How an 18th century landscape architect influenced housing estate design

Dr Oliver Cox on how the clump and concretes of brutalist architecture were shaped by the so-called 'tea and crumpets' landscapes of Lancelot 'Capability' Brown. This article was originally published on The Conversation.

Lancelot “Capability” Brown is credited with transforming the English landscape during the 18th century. This year marks the 300th anniversary of his birth. With his trinity of design features – grass, trees and water – Brown created an enduring image of England, and Englishness.

His style was a reaction against the formal parterres and clipped topiary reminiscent of Versailles, and the classically-inspired allusions of the previous age.

Capability Brown

The landscapes he created were simple, uncluttered and restrained. During his lifetime, Brown worked on over 250 landscapes, including at Blenheim Palace, Burghley, Chatsworth, Compton Verney, Croome, Highclere Castle, Milton Abbey, Stowe, and Weston Park. He created an aesthetic product that was exported across Europe as “le jardin anglais” and “der englischer garten”. And as part of the original British Invasion, he influenced the design of Central Park in New York, long before the Beatles and Rolling Stones took America.

But I worry that Capability Brown has become a bit too much of a tea and crumpets vision of Englishness – the England of Merchant Ivory films, Jane Austen adaptations and wet-shirted Colin Firths. We’re in danger of overlooking what a massive change he brought upon the social and economic landscapes of 18th century England.

This enormous influence was not only felt in his own time. Between the 1930s and 1950s, the architects and planners who wrought a significant upheaval in British architecture and design looked back to “tea and crumpets” Capability Brown for inspiration. They scoured the 18th century to find answers to the suburbanisation of the English countryside.

 

 

Capability Brown

By 1939, over 4m new suburban homes had been built. One commentator remarked how:

   | The suburban building which has taken place since the war covers an area out of all proportion to the people housed, and is completely out of scale with the urban centres to which it is attached.

The landscape architect Christopher Tunnard lamented how modernist architects had been unable to find a way of working with the historic landscapes.
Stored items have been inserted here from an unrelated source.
//! Error-to-HTTP response conversion.
//!
//! Implements `IntoResponse` for [`pixelstore_common::Error`] so that route
//! handlers can return `Result<T, AppError>` directly.

use axum::http::StatusCode;
use axum::response::{IntoResponse, Response};
use pixelstore_common::Error;
use serde_json::json;

/// Wrapper so we can implement `IntoResponse` for an external type.
#[derive(Debug)]
pub struct AppError {
    inner: Error,
}

impl AppError {
    pub fn new(inner: Error) -> Self {
        Self { inner }
    }
}

impl From<Error> for AppError {
    fn from(e: Error) -> Self {
        Self::new(e)
    }
}

impl IntoResponse for AppError {
    fn into_response(self) -> Response {
        let status = StatusCode::from_u16(self.inner.http_status())
            .unwrap_or(StatusCode::INTERNAL_SERVER_ERROR);

        if status.is_server_error() && status != StatusCode::NOT_IMPLEMENTED {
            tracing::error!(
                status = %status,
                error = %self.inner,
                "Server error in storage handler"
            );
        }

        let body = json!({
            "error": self.inner.to_string(),
            "code": self.inner.kind().code(),
        });

        (status, axum::Json(body)).into_response()
    }
}

#[cfg(test)]
mod tests {
    use super::*;
    use http_body_util::BodyExt;

    async fn body_json(response: Response) -> serde_json::Value {
        let bytes = response.into_body().collect().await.unwrap().to_bytes();
        serde_json::from_slice(&bytes).unwrap()
    }

    #[tokio::test]
    async fn not_found_produces_404() {
        let err = AppError::new(Error::from_status(404, "2024/05/gone.png"));
        let response = err.into_response();
        assert_eq!(response.status(), StatusCode::NOT_FOUND);

        let json = body_json(response).await;
        assert_eq!(json["code"], "not_found");
        assert!(json["error"].as_str().unwrap().contains("2024/05/gone.png"));
    }

    #[tokio::test]
    async fn not_implemented_produces_501() {
        let response = AppError::from(Error::not_implemented()).into_response();
        assert_eq!(response.status(), StatusCode::NOT_IMPLEMENTED);
        assert_eq!(body_json(response).await["code"], "not_implemented");
    }

    #[test]
    fn permission_produces_403() {
        let response = AppError::from(Error::from_status(403, "x")).into_response();
        assert_eq!(response.status(), StatusCode::FORBIDDEN);
    }
}
//! Image management API routes.
//!
//! All routes address an image by its storage-root-relative path:
//!
//! - `PUT /api/images/{*path}` stores the request body as a new image
//! - `GET /api/images/{*path}` reports whether the image exists
//! - `DELETE /api/images/{*path}` is not supported and answers 501

use std::path::Path as FsPath;

use axum::{
    body::Body,
    extract::{Path, State},
    http::StatusCode,
    response::IntoResponse,
    routing::get,
    Json, Router,
};
use futures::StreamExt;
use pixelstore_common::Error;
use serde::Serialize;
use tokio::io::AsyncWriteExt;

use super::error::AppError;
use super::AppContext;
use crate::storage::{ImageStorage, UploadedImage};

/// Create image-related routes.
pub fn image_routes() -> Router<AppContext> {
    Router::new().route(
        "/images/*path",
        get(image_exists).put(upload_image).delete(delete_image),
    )
}

#[derive(Debug, Serialize)]
pub struct UploadResponse {
    pub url: String,
}

#[derive(Debug, Serialize)]
pub struct ExistsResponse {
    pub exists: bool,
}

/// Split `[dir/]name` into an optional directory and the file name.
fn split_path(path: &str) -> Result<(Option<&FsPath>, &str), Error> {
    let trimmed = path.trim_matches(['/', '\\']);
    let (dir, name) = match trimmed.rfind(['/', '\\']) {
        Some(idx) => (Some(&trimmed[..idx]), &trimmed[idx + 1..]),
        None => (None, trimmed),
    };
    if name.is_empty() {
        return Err(Error::from_status(400, path));
    }
    Ok((dir.filter(|d| !d.is_empty()).map(FsPath::new), name))
}

/// Store the raw request body.
///
/// The body is spooled to a temporary file first so the storage backend
/// sees the same input it would get from a multipart upload.
async fn upload_image(
    State(ctx): State<AppContext>,
    Path(path): Path<String>,
    body: Body,
) -> Result<impl IntoResponse, AppError> {
    let (dir, name) = split_path(&path)?;

    let spool = tempfile::NamedTempFile::new()
        .map_err(|e| Error::internal(format!("failed to create upload spool: {e}")))?;
    let std_file = spool
        .reopen()
        .map_err(|e| Error::internal(format!("failed to open upload spool: {e}")))?;
    let mut file = tokio::fs::File::from_std(std_file);

    let mut stream = body.into_data_stream();
    let mut received = 0usize;
    while let Some(chunk) = stream.next().await {
        let chunk = chunk.map_err(|e| Error::internal(format!("upload interrupted: {e}")))?;
        received += chunk.len();
        file.write_all(&chunk)
            .await
            .map_err(|e| Error::internal(format!("failed to spool upload: {e}")))?;
    }
    file.flush()
        .await
        .map_err(|e| Error::internal(format!("failed to spool upload: {e}")))?;
    drop(file);

    tracing::debug!(name, bytes = received, "upload received");

    let image = UploadedImage::new(spool.path(), name);
    let url = ctx.storage.save(&image, dir).await?;

    Ok((StatusCode::CREATED, Json(UploadResponse { url })))
}

async fn image_exists(
    State(ctx): State<AppContext>,
    Path(path): Path<String>,
) -> Result<Json<ExistsResponse>, AppError> {
    let (dir, name) = split_path(&path)?;
    let exists = ctx.storage.exists(name, dir).await;
    Ok(Json(ExistsResponse { exists }))
}

async fn delete_image(
    State(ctx): State<AppContext>,
    Path(path): Path<String>,
) -> Result<StatusCode, AppError> {
    let (dir, name) = split_path(&path)?;
    ctx.storage.delete(name, dir).await?;
    Ok(StatusCode::NO_CONTENT)
}
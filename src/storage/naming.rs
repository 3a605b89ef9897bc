//! Target-directory and unique-filename selection.

use std::fmt;
use std::io;
use std::path::{Path, PathBuf};

use async_trait::async_trait;
use chrono::{Datelike, Local, NaiveDate};

use super::UploadedImage;

/// Give up after this many numbered candidates.
const MAX_SUFFIX: u32 = 10_000;

/// Decides where a new upload goes.
#[async_trait]
pub trait NamingStrategy: Send + Sync + fmt::Debug {
    /// Directory used when the caller supplies none.
    fn target_dir(&self, root: &Path) -> PathBuf;

    /// Pick and reserve a file name for `image` inside the existing directory
    /// `dir`. The returned path must not collide with any file that existed
    /// before, nor with a path handed to a concurrent caller.
    async fn unique_file_name(&self, image: &UploadedImage, dir: &Path) -> io::Result<PathBuf>;
}

/// Default strategy: `YYYY/MM` directories and `name-N.ext` suffixes.
#[derive(Debug, Clone, Copy, Default)]
pub struct DatedNaming;

impl DatedNaming {
    fn dir_for(root: &Path, date: NaiveDate) -> PathBuf {
        root.join(format!("{:04}", date.year()))
            .join(format!("{:02}", date.month()))
    }
}

#[async_trait]
impl NamingStrategy for DatedNaming {
    fn target_dir(&self, root: &Path) -> PathBuf {
        Self::dir_for(root, Local::now().date_naive())
    }

    async fn unique_file_name(&self, image: &UploadedImage, dir: &Path) -> io::Result<PathBuf> {
        let (stem, ext) = sanitize_file_name(&image.name);

        for n in 0..=MAX_SUFFIX {
            let name = match (n, ext.as_deref()) {
                (0, Some(ext)) => format!("{stem}.{ext}"),
                (0, None) => stem.clone(),
                (n, Some(ext)) => format!("{stem}-{n}.{ext}"),
                (n, None) => format!("{stem}-{n}"),
            };
            let candidate = dir.join(name);

            // create_new fails if the file exists, so the first caller to get
            // here owns the name.
            match tokio::fs::OpenOptions::new()
                .write(true)
                .create_new(true)
                .open(&candidate)
                .await
            {
                Ok(_) => return Ok(candidate),
                Err(e) if e.kind() == io::ErrorKind::AlreadyExists => continue,
                Err(e) => return Err(e),
            }
        }

        Err(io::Error::new(
            io::ErrorKind::AlreadyExists,
            format!("no free file name for {:?} in {}", image.name, dir.display()),
        ))
    }
}

/// Split an uploaded file name into a safe stem and lowercase extension.
///
/// Any directory part is dropped. Characters other than letters, digits,
/// `_`, `@` and `.` become `-`; runs of `-` collapse. An empty stem becomes
/// `image`.
pub fn sanitize_file_name(name: &str) -> (String, Option<String>) {
    let base = name.rsplit(['/', '\\']).next().unwrap_or(name);
    let path = Path::new(base);

    let ext = path
        .extension()
        .map(|e| clean(&e.to_string_lossy()).to_lowercase())
        .filter(|e| !e.is_empty());
    let raw_stem = match ext {
        Some(_) => path
            .file_stem()
            .map(|s| s.to_string_lossy().into_owned())
            .unwrap_or_default(),
        None => base.to_string(),
    };

    let stem = clean(&raw_stem);
    let stem = stem.trim_matches(['-', '.']);
    let stem = if stem.is_empty() { "image" } else { stem };

    (stem.to_string(), ext)
}

fn clean(s: &str) -> String {
    let mut out = String::with_capacity(s.len());
    for c in s.chars() {
        let c = if c.is_alphanumeric() || matches!(c, '_' | '@' | '.') {
            c
        } else {
            '-'
        };
        if c == '-' && out.ends_with('-') {
            continue;
        }
        out.push(c);
    }
    out
}
//! WebP recompression with `cwebp`.

use std::path::PathBuf;

use async_trait::async_trait;
use bytes::Bytes;

use super::{non_empty, Stage, StageContext, StageKind};
use crate::command::ToolCommand;
use crate::config::WebpConfig;
use crate::format::ImageFormat;
use crate::workspace::Workspace;
use crate::Result;

/// Re-encodes WebP images. Other formats are never converted to WebP since
/// the stored file keeps its original name and extension.
#[derive(Debug, Clone)]
pub struct WebpStage {
    program: PathBuf,
    config: WebpConfig,
}

impl WebpStage {
    pub fn new(program: PathBuf, config: WebpConfig) -> Self {
        Self { program, config }
    }

    fn build_command(&self, workspace: &Workspace, ctx: &StageContext) -> ToolCommand {
        let mut cmd = ToolCommand::new(self.program.clone());
        cmd.arg("-quiet");
        cmd.args(["-q".to_string(), self.config.quality.to_string()]);
        cmd.args(["-alpha_q".to_string(), self.config.alpha_quality.to_string()]);
        cmd.args(["-m".to_string(), self.config.method.to_string()]);
        if self.config.lossless {
            cmd.arg("-lossless");
        }
        cmd.path_arg(workspace.input());
        cmd.arg("-o").path_arg(workspace.output());
        cmd.timeout(ctx.timeout);
        cmd
    }
}

#[async_trait]
impl Stage for WebpStage {
    fn kind(&self) -> StageKind {
        StageKind::Webp
    }

    async fn compress(&self, input: Bytes, ctx: &StageContext) -> Result<Bytes> {
        let workspace = Workspace::new(ImageFormat::WebP)?;
        workspace.write_input(&input).await?;

        self.build_command(&workspace, ctx).execute().await?;

        let data = workspace.read_output().await?;
        non_empty(&self.program, data)
    }
}
//! Local filesystem storage with compression on save.

use std::path::{Path, PathBuf};
use std::sync::Arc;
use std::time::{Duration, Instant};

use async_trait::async_trait;
use axum::{
    body::Body,
    extract::{Request, State},
    http::{header, HeaderValue},
    response::{IntoResponse, Response},
    Router,
};
use bytes::Bytes;
use pixelstore_codec::{CompressionConfig, CompressionPipeline};
use pixelstore_common::paths::{resolve_request_path, resolve_within, to_public_url, UrlLayout};
use pixelstore_common::{Error, Result};
use tower::ServiceExt;
use tower_http::services::ServeDir;

use super::{DatedNaming, ImageStorage, NamingStrategy, ReadOptions, UploadedImage};
use crate::config::StorageConfig;
use crate::server::error::AppError;

const ONE_YEAR: Duration = Duration::from_secs(365 * 24 * 60 * 60);

/// Stores images under a root directory on the local filesystem.
///
/// Cheap to clone; clones share the naming strategy and the compression
/// pipeline.
#[derive(Debug, Clone)]
pub struct LocalImageStorage {
    root: PathBuf,
    layout: UrlLayout,
    cache_max_age: Duration,
    naming: Arc<dyn NamingStrategy>,
    pipeline: Arc<CompressionPipeline>,
}

impl LocalImageStorage {
    /// A relative `root` is anchored to the current directory so absolute
    /// target directories under it resolve.
    pub fn new(root: impl Into<PathBuf>, layout: UrlLayout, pipeline: Arc<CompressionPipeline>) -> Self {
        let root = root.into();
        let root = std::path::absolute(&root).unwrap_or(root);
        Self {
            root,
            layout,
            cache_max_age: ONE_YEAR,
            naming: Arc::new(DatedNaming),
            pipeline,
        }
    }

    /// Build storage and its compression pipeline from configuration.
    pub fn from_config(storage: &StorageConfig, compression: &CompressionConfig) -> Self {
        let pipeline = Arc::new(CompressionPipeline::build(compression));
        Self::new(storage.root.clone(), storage.url_layout(), pipeline)
            .with_cache_max_age(storage.cache_max_age())
    }

    pub fn with_naming(mut self, naming: Arc<dyn NamingStrategy>) -> Self {
        self.naming = naming;
        self
    }

    pub fn with_cache_max_age(mut self, max_age: Duration) -> Self {
        self.cache_max_age = max_age;
        self
    }

    pub fn pipeline(&self) -> &CompressionPipeline {
        &self.pipeline
    }

    /// Public URL of a stored file.
    pub fn url_for(&self, target: &Path) -> String {
        to_public_url(&self.root, target, &self.layout)
    }

    /// Write `data` verbatim at the root-relative `target_path`, creating
    /// parent directories, and return its public URL. Existing files are
    /// overwritten; no compression is applied.
    pub async fn save_raw(&self, data: Bytes, target_path: &str) -> Result<String> {
        let target = resolve_request_path(&self.root, target_path)?;
        if target == self.root {
            return Err(Error::outside_root(target_path));
        }

        if let Some(parent) = target.parent() {
            tokio::fs::create_dir_all(parent)
                .await
                .map_err(|e| Error::from_io_write(e, target_path))?;
        }
        tokio::fs::write(&target, &data)
            .await
            .map_err(|e| Error::from_io_write(e, target_path))?;

        tracing::debug!(path = %target.display(), bytes = data.len(), "raw image stored");
        Ok(self.url_for(&target))
    }

    /// Run the pipeline over `original`, falling back to it on any failure.
    async fn compress_or_original(&self, original: Bytes, name: &str) -> Bytes {
        if self.pipeline.is_empty() {
            return original;
        }

        let started = Instant::now();
        match self.pipeline.apply_bytes(original.clone()).await {
            Ok(compressed) => {
                tracing::debug!(
                    image = name,
                    original = original.len(),
                    compressed = compressed.len(),
                    elapsed_ms = started.elapsed().as_millis() as u64,
                    "image compressed"
                );
                compressed
            }
            Err(e) => {
                tracing::warn!(image = name, error = %e, "compression failed, storing original");
                original
            }
        }
    }

    fn relative_display(&self, path: &Path) -> String {
        path.strip_prefix(&self.root)
            .unwrap_or(path)
            .to_string_lossy()
            .into_owned()
    }
}

#[async_trait]
impl ImageStorage for LocalImageStorage {
    async fn save(&self, image: &UploadedImage, target_dir: Option<&Path>) -> Result<String> {
        let dir = match target_dir {
            Some(dir) => resolve_within(&self.root, dir)?,
            None => self.naming.target_dir(&self.root),
        };
        let dir_display = self.relative_display(&dir);

        tokio::fs::create_dir_all(&dir)
            .await
            .map_err(|e| Error::from_io_write(e, &dir_display))?;

        let target = self
            .naming
            .unique_file_name(image, &dir)
            .await
            .map_err(|e| Error::from_io_write(e, &dir_display))?;
        let target_display = self.relative_display(&target);

        let result = async {
            let original = tokio::fs::read(&image.path)
                .await
                .map_err(|e| Error::from_io(e, &image.path.to_string_lossy()))?;
            let data = self.compress_or_original(Bytes::from(original), &image.name).await;

            tokio::fs::write(&target, &data)
                .await
                .map_err(|e| Error::from_io_write(e, &target_display))?;
            Ok::<usize, Error>(data.len())
        }
        .await;

        match result {
            Ok(bytes) => {
                tracing::info!(image = %image.name, path = %target_display, bytes, "image saved");
                Ok(self.url_for(&target))
            }
            Err(e) => {
                // Release the reserved name.
                let _ = tokio::fs::remove_file(&target).await;
                Err(e)
            }
        }
    }

    async fn read(&self, options: &ReadOptions) -> Result<Bytes> {
        let path = resolve_request_path(&self.root, &options.path)?;
        let data = tokio::fs::read(&path)
            .await
            .map_err(|e| Error::from_io(e, &options.path))?;
        Ok(Bytes::from(data))
    }

    async fn exists(&self, file_name: &str, target_dir: Option<&Path>) -> bool {
        let dir = match target_dir {
            Some(dir) => match resolve_within(&self.root, dir) {
                Ok(dir) => dir,
                Err(_) => return false,
            },
            None => self.root.clone(),
        };
        let Ok(path) = resolve_request_path(&dir, file_name) else {
            return false;
        };
        if path == dir {
            return false;
        }

        match tokio::fs::metadata(&path).await {
            Ok(_) => true,
            Err(e) => {
                tracing::trace!(path = %path.display(), error = %e, "exists check failed");
                false
            }
        }
    }

    async fn delete(&self, _file_name: &str, _target_dir: Option<&Path>) -> Result<()> {
        Err(Error::not_implemented())
    }

    fn serve(&self) -> Router {
        let state = ServeState {
            dir: ServeDir::new(&self.root).append_index_html_on_directories(false),
            cache_control: cache_control(self.cache_max_age),
        };
        Router::new().fallback(serve_image).with_state(state)
    }
}

#[derive(Clone)]
struct ServeState {
    dir: ServeDir,
    cache_control: HeaderValue,
}

fn cache_control(max_age: Duration) -> HeaderValue {
    HeaderValue::from_str(&format!("public, max-age={}", max_age.as_secs()))
        .unwrap_or_else(|_| HeaderValue::from_static("public, max-age=31536000"))
}

async fn serve_image(State(state): State<ServeState>, request: Request) -> Response {
    let started = Instant::now();
    let path = request.uri().path().trim_start_matches('/').to_string();

    let response = match state.dir.oneshot(request).await {
        Ok(response) => response,
        Err(never) => match never {},
    };

    let status = response.status();
    if status.is_client_error() || status.is_server_error() {
        tracing::debug!(%path, status = status.as_u16(), "image not served");
        return AppError::from(Error::from_status(status.as_u16(), &path)).into_response();
    }

    let mut response = response.map(Body::new);
    response
        .headers_mut()
        .insert(header::CACHE_CONTROL, state.cache_control);

    tracing::info!(
        %path,
        status = status.as_u16(),
        elapsed_ms = started.elapsed().as_millis() as u64,
        "image served"
    );
    response
}

#[cfg(test)]
mod tests {
    use super::*;

    #[test]
    fn test_cache_control_header() {
        assert_eq!(
            cache_control(Duration::from_secs(60)),
            HeaderValue::from_static("public, max-age=60")
        );
        assert_eq!(
            cache_control(ONE_YEAR),
            HeaderValue::from_static("public, max-age=31536000")
        );
    }

    #[test]
    fn test_relative_root_accepts_absolute_target_dir() {
        let storage = LocalImageStorage::new(
            "content/images",
            UrlLayout::default(),
            Arc::new(CompressionPipeline::build(&CompressionConfig::default())),
        );
        assert!(storage.root.is_absolute());

        let target = std::env::current_dir().unwrap().join("content/images/2024/05");
        assert_eq!(resolve_within(&storage.root, &target).unwrap(), target);
        assert_eq!(
            storage.url_for(&target.join("dog.png")),
            "/content/images/2024/05/dog.png"
        );
    }

    #[tokio::test]
    async fn test_save_raw_rejects_root_and_traversal() {
        let dir = tempfile::tempdir().unwrap();
        let storage = LocalImageStorage::new(
            dir.path(),
            UrlLayout::default(),
            Arc::new(CompressionPipeline::build(&CompressionConfig::default())),
        );

        let err = storage.save_raw(Bytes::from_static(b"x"), "").await.unwrap_err();
        assert_eq!(err.kind(), pixelstore_common::ErrorKind::BadRequest);

        let err = storage
            .save_raw(Bytes::from_static(b"x"), "../escape.png")
            .await
            .unwrap_err();
        assert_eq!(err.kind(), pixelstore_common::ErrorKind::BadRequest);
    }
}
As Alexandra Harris suggests in her recent book, Romantic Moderns, European architects such as Le Corbusier even struggled to tether their buildings to the ground – preferring concrete over local stone, and “levitating mezzanines” rather than patios. What Tunnard suggested instead, was the creative reuse of the aristocratic landscapes of the 18th century.

Capability Brown

Tunnard argued that 18th century manor houses and landscapes – such as Capability Brown’s Claremont in Surrey – could be re-purposed to provide the answers to housing an increasingly urban population. Where once a country house might have stood, this group of architects and planners argued that its place must be taken by tower blocks, so that “more people might be housed … and virtually the whole estate might be left open for the benefit of the residents and the public”. Tunnard borrowed Brown’s techniques for a new purpose – but replaced aristocrats with ordinary homeowners. The architects Walter Gropius and Maxwell Fry suggested a similar scheme for Windsor Great Park.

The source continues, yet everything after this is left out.